» Task objective
Return every record below exactly as written.
::: Exercise material :::
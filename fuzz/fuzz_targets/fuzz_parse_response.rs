#![no_main]

use libfuzzer_sys::fuzz_target;

fuzz_target!(|data: &[u8]| {
    // Must not panic; every input becomes an outcome.
    let outcome = sunat_cpe::transmission::parse_response(data);
    assert_eq!(outcome.raw_response, data);
});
:::
» Exercise output
filename fuzz/fuzz_targets/fuzz_parse_response.rs
#![no_main]

use libfuzzer_sys::fuzz_target;

fuzz_target!(|data: &[u8]| {
    // Must not panic; every input becomes an outcome.
    let outcome = sunat_cpe::transmission::parse_response(data);
    assert_eq!(outcome.raw_response, data);
});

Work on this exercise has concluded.